Im vergangenen Herbst hatte Flexstrom vergeblich versucht, mit einer Anleihe Geld einzusammeln. Dann berichtete das „Handelsblatt“ über Zahlungsschwierigkeiten des Anbieters – der Anfang vom finanziellen Ende des Anbieters: Das Anleihe-Projekt konnte Flexstrom nach dem Bericht beerdigen, angeblich zahlten auch private Kunden ihre Rechnungen nicht mehr. Flexstrom behauptet jetzt, zuletzt auf Außenstände von 100 Millionen Euro gewartet zu haben. Im kalten Winter hätten viele Haushalte mehr Strom verbraucht, als in ihren Abschlagszahlungen kalkuliert worden sei. Dieses Geld fehle der Firma. Im Internet machten am Freitag Flexstrom-Kunden ihrem Ärger Luft. „Dreiste Bastarde“, „Idioten“ – die Verbraucher gingen mit dem Management hart ins Gericht. „Wer sein Geschäft so führt, der muss pleite gehen“, schrieb ein Mitglied der Facebook-Gruppe „Flexstrom-Geschädigte“. Erbost zeigten sich viele Nutzer darüber, dass ihnen vom Flexstrom-Management eine die Schuld am Ende der Firma gegeben wurde – obwohl viele von ihnen selbst in monatelangem Kleinkrieg um ihre Abrechnungen und um fällige Rückzahlungen gekämpft hatten. sun
Mein Anbieter ist pleite, was soll ich tun?
Geld zurückholen. Hat Flexstrom Geld abgebucht, sollten Sie der Abbuchung widersprechen, rät Daniela Czekalla von der Verbraucherzentrale Bayern. Das geht bis zu acht Wochen nach der Buchung, bei Online-Konten normalerweise auch vom heimischen PC aus. Strenggenommen ist die Rückbuchung vertragswidrig – aber bei einer Pleite bleibt dem Kunden nichts anderes übrig.
Der Strom fließt weiter. Keine Panik: Trotz Pleite kommt der Strom weiter. Deswegen müssen Kunden auch nicht übereilt zu einem anderen Anbieter wechseln. Daniela Czekalla rät, eine Ankündigung des Insolvenzverwalters über das Ende der Stromlieferung abzuwarten und sich in Ruhe nach einem neuen Anbieter umzusehen. Zuerst muss freilich das Insolvenzverfahren eröffnet werden. Das setzt voraus, dass genügend Geld auf den Firmenkonten ist, dass sich das Verfahren lohnt. Verabschiedet sich Flexstrom ohne Insolvenzverfahren vom Kunden, fällt der Verbraucher automatisch in die so genannte Ersatzversorgung. Er wird dann zum Grundtarif von den Stadtwerken beliefert. Andere Tarife sind günstiger, deswegen sollten Kunden diesen Tarif nicht allzu lange beibehalten.

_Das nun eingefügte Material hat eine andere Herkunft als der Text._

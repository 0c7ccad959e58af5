//! Structured logging initialization.

use crate::error::{TelemetryError, TelemetryResult};
use tracing_subscriber::{fmt, layer::SubscriberExt, util::SubscriberInitExt, EnvFilter};

/// Default filter when neither `RUST_LOG` nor a configured level is present.
const DEFAULT_FILTER: &str = "info,epl=debug";

/// Initialize structured logging.
///
/// `RUST_LOG` wins over `level`; `level` wins over the built-in default.
/// JSON output when `RUST_ENV=production`, pretty output otherwise.
pub fn init_logging(level: Option<&str>) -> TelemetryResult<()> {
    let env_filter = EnvFilter::try_from_default_env()
        .or_else(|_| EnvFilter::try_new(level.unwrap_or(DEFAULT_FILTER)))
        .map_err(|e| TelemetryError::LoggingInit(e.to_string()))?;

    let is_production = std::env::var("RUST_ENV")
        .map(|v| v == "production")
        .unwrap_or(false);

    let result = if is_production {
        tracing_subscriber::registry()
            .with(env_filter)
            .with(
                fmt::layer()
                    .json()
                    .with_current_span(true)
                    .with_span_list(true),
            )
            .try_init()
    } else {
        tracing_subscriber::registry()
            .with(env_filter)
            .with(
                fmt::layer()
                    .pretty()
                    .with_target(true)
                    .with_thread_names(true),
            )
            .try_init()
    };

    result.map_err(|e| TelemetryError::LoggingInit(e.to_string()))
}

Zähler ablesen. Daniela Czekalla rät, die aktuellen Zählerstände zu protokollieren, damit es später, nach dem Anbieterwechsel, bei der Abrechnung keinen Ärger gibt.
Forderung anmelden. Wer seine Vorauszahlung nicht rückgängig machen kann, ist schlecht dran: Er muss seine Forderung beim Insolvenzverwalter anmelden. Dabei sollte er sich aber aber darauf einstellen, dass er höchstens einen Teil des Geldes zurückbekommt.